Collected data entries
//! Selector/filter and aggregation logic
//!
//! The only runtime computation the dashboard performs: filtering the
//! review feed by the two selectors, and deriving summary numbers (mean
//! split, ranks, most positive park) from the fixed park catalog.

pub mod aggregate;
pub mod filter;

pub use aggregate::{average_breakdown, most_positive, positive_rank, SentimentBreakdown};
pub use filter::{filter_reviews, ReviewFilter, Selection};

**WHAT TO DO:** Starting at the first line of the entries above, please extract each line up to and including the line with "pub mod aggregate;", unchanged, and add nothing.

**RESPONSE AREA:**
//! Selector/filter and aggregation logic
//!
//! The only runtime computation the dashboard performs: filtering the
//! review feed by the two selectors, and deriving summary numbers (mean
//! split, ranks, most positive park) from the fixed park catalog.

pub mod aggregate;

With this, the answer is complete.